//! Shared fixtures for the console integration tests
#![allow(dead_code)]

use std::sync::{Arc, Mutex};

use async_trait::async_trait;
use axum::body::Body;
use axum::http::{Request, Response, StatusCode};
use axum::Router;
use harbor_console::app::options::ViewOptions;
use harbor_console::app::state::AppState;
use harbor_console::authn::session::{MemoryTokenStorage, SessionStore, TokenStorage};
use harbor_console::http::api::ManagementApi;
use harbor_console::http::audit::AuditListParams;
use harbor_console::http::auth::Credentials;
use harbor_console::http::client::ApiError;
use harbor_console::http::deployments::DeploymentListParams;
use harbor_console::http::devices::DeviceListParams;
use harbor_console::server::serve::router;
use harbor_console::server::state::ServerState;
use openapi_client::{
    AuditEntry, Deployment, DeploymentDevice, DeploymentStats, Device, DeviceCounts, DeviceStatus,
    Paginated, Pagination, TokenResponse,
};
use serde_json::json;
use tower::ServiceExt;

pub const TOKEN: &str = "operator-token";
pub const PASSWORD: &str = "admin";
pub const REFRESHED_TOKEN: &str = "refreshed-token";

/// In-memory management API recording every call
#[derive(Default)]
pub struct FakeApi {
    pub calls: Mutex<Vec<String>>,
    /// Every token-bearing call answers 401
    pub reject_tokens: Mutex<bool>,
    /// `total_pages` reported by the deployment list
    pub deployment_pages: Mutex<u32>,
}

impl FakeApi {
    pub fn new() -> Arc<Self> {
        Arc::new(Self {
            deployment_pages: Mutex::new(1),
            ..Default::default()
        })
    }

    pub fn reject_tokens(&self) {
        *self.reject_tokens.lock().unwrap() = true;
    }

    pub fn set_deployment_pages(&self, pages: u32) {
        *self.deployment_pages.lock().unwrap() = pages;
    }

    pub fn calls(&self) -> Vec<String> {
        self.calls.lock().unwrap().clone()
    }

    pub fn clear_calls(&self) {
        self.calls.lock().unwrap().clear();
    }

    fn record(&self, call: impl Into<String>, token: &str) -> Result<(), ApiError> {
        self.calls.lock().unwrap().push(call.into());
        if *self.reject_tokens.lock().unwrap() || token.is_empty() {
            return Err(ApiError::Status {
                status: 401,
                message: "invalid token".to_string(),
            });
        }
        Ok(())
    }
}

pub fn device(id: &str, status: &str) -> Device {
    serde_json::from_value(json!({
        "id": id,
        "device_type": "raspberry-pi-4",
        "status": status,
        "tags": ["rack-01"],
        "identity_data": {"mac": "00:11:22:33:44:55"},
    }))
    .unwrap()
}

pub fn deployment(id: &str, status: &str) -> Deployment {
    serde_json::from_value(json!({
        "id": id,
        "name": format!("rollout {}", id),
        "status": status,
        "artifact_id": "artifact-1",
        "max_parallel": 5,
        "target_device_tags": ["rack-01"],
    }))
    .unwrap()
}

fn page_of<T>(data: Vec<T>, page: u32, total_pages: u32) -> Paginated<T> {
    let total = data.len() as u64;
    Paginated {
        data,
        pagination: Pagination {
            page,
            per_page: 20,
            total,
            total_pages,
        },
    }
}

#[async_trait]
impl ManagementApi for FakeApi {
    async fn login(&self, credentials: &Credentials) -> Result<TokenResponse, ApiError> {
        use secrecy::ExposeSecret;

        self.calls.lock().unwrap().push("login".to_string());
        if credentials.password.expose_secret() != PASSWORD {
            return Err(ApiError::Status {
                status: 401,
                message: "invalid credentials".to_string(),
            });
        }
        *self.reject_tokens.lock().unwrap() = false;
        Ok(TokenResponse {
            token: TOKEN.to_string(),
            expires_at: None,
        })
    }

    async fn refresh_token(&self, token: &str) -> Result<TokenResponse, ApiError> {
        self.record("refresh_token", token)?;
        Ok(TokenResponse {
            token: REFRESHED_TOKEN.to_string(),
            expires_at: None,
        })
    }

    async fn device_counts(&self, token: &str) -> Result<DeviceCounts, ApiError> {
        self.record("device_counts", token)?;
        Ok(DeviceCounts {
            pending: 2,
            accepted: 7,
            rejected: 1,
            decommissioned: 0,
        })
    }

    async fn list_devices(
        &self,
        token: &str,
        params: &DeviceListParams,
    ) -> Result<Paginated<Device>, ApiError> {
        self.record(format!("list_devices:{}", params.list.page), token)?;
        Ok(page_of(
            vec![device("dev-1", "pending"), device("dev-2", "accepted")],
            params.list.page,
            1,
        ))
    }

    async fn get_device(&self, token: &str, id: &str) -> Result<Device, ApiError> {
        self.record(format!("get_device:{}", id), token)?;
        Ok(device(id, "pending"))
    }

    async fn update_device_status(
        &self,
        token: &str,
        id: &str,
        status: DeviceStatus,
    ) -> Result<(), ApiError> {
        self.record(format!("update_device_status:{}:{}", id, status.as_str()), token)
    }

    async fn list_deployments(
        &self,
        token: &str,
        params: &DeploymentListParams,
    ) -> Result<Paginated<Deployment>, ApiError> {
        self.record(
            format!("list_deployments:{}:{}", params.status, params.list.page),
            token,
        )?;
        let total_pages = *self.deployment_pages.lock().unwrap();
        Ok(page_of(
            vec![deployment("dep-1", "active")],
            params.list.page,
            total_pages,
        ))
    }

    async fn get_deployment(&self, token: &str, id: &str) -> Result<Deployment, ApiError> {
        self.record(format!("get_deployment:{}", id), token)?;
        Ok(deployment(id, "active"))
    }

    async fn deployment_devices(
        &self,
        token: &str,
        id: &str,
    ) -> Result<Vec<DeploymentDevice>, ApiError> {
        self.record(format!("deployment_devices:{}", id), token)?;
        Ok(Vec::new())
    }

    async fn deployment_stats(&self, token: &str) -> Result<DeploymentStats, ApiError> {
        self.record("deployment_stats", token)?;
        Ok(DeploymentStats {
            total: 3,
            scheduled: 0,
            active: 1,
            completed: 2,
            cancelled: 0,
        })
    }

    async fn cancel_deployment(&self, token: &str, id: &str) -> Result<(), ApiError> {
        self.record(format!("cancel_deployment:{}", id), token)
    }

    async fn list_audit(
        &self,
        token: &str,
        params: &AuditListParams,
    ) -> Result<Paginated<AuditEntry>, ApiError> {
        self.record(format!("list_audit:{}", params.list.page), token)?;
        Ok(page_of(Vec::new(), params.list.page, 0))
    }
}

/// Console router over `api`, signed in when `token` is given
pub async fn console(api: Arc<FakeApi>, token: Option<&str>) -> (Router, Arc<ServerState>) {
    let storage: Arc<dyn TokenStorage> = match token {
        Some(token) => Arc::new(MemoryTokenStorage::with_token(token)),
        None => Arc::new(MemoryTokenStorage::default()),
    };
    let api: Arc<dyn ManagementApi> = api;
    let session = Arc::new(SessionStore::load(api.clone(), storage).await);
    let app_state = AppState::new(api, session, ViewOptions::default());
    let state = Arc::new(ServerState::new(&app_state));
    (router(state.clone()), state)
}

pub async fn get(app: &Router, uri: &str) -> Response<Body> {
    app.clone()
        .oneshot(Request::builder().uri(uri).body(Body::empty()).unwrap())
        .await
        .unwrap()
}

pub async fn post_form(app: &Router, uri: &str, form: &str) -> Response<Body> {
    app.clone()
        .oneshot(
            Request::builder()
                .method("POST")
                .uri(uri)
                .header("content-type", "application/x-www-form-urlencoded")
                .body(Body::from(form.to_string()))
                .unwrap(),
        )
        .await
        .unwrap()
}

pub async fn body_text(response: Response<Body>) -> String {
    let bytes = axum::body::to_bytes(response.into_body(), usize::MAX)
        .await
        .unwrap();
    String::from_utf8(bytes.to_vec()).unwrap()
}

pub fn location(response: &Response<Body>) -> &str {
    response
        .headers()
        .get("location")
        .and_then(|v| v.to_str().ok())
        .unwrap_or_default()
}

pub fn assert_status(response: &Response<Body>, status: StatusCode) {
    assert_eq!(response.status(), status, "unexpected status for response");
}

_Exercise:_
Print, please, the lines from the first line of the material through the line that contains "use harbor_console::app::state::AppState;", exactly as written and with nothing added.

_Response to the exercise:_
//! Shared fixtures for the console integration tests
#![allow(dead_code)]

use std::sync::{Arc, Mutex};

use async_trait::async_trait;
use axum::body::Body;
use axum::http::{Request, Response, StatusCode};
use axum::Router;
use harbor_console::app::options::ViewOptions;
use harbor_console::app::state::AppState;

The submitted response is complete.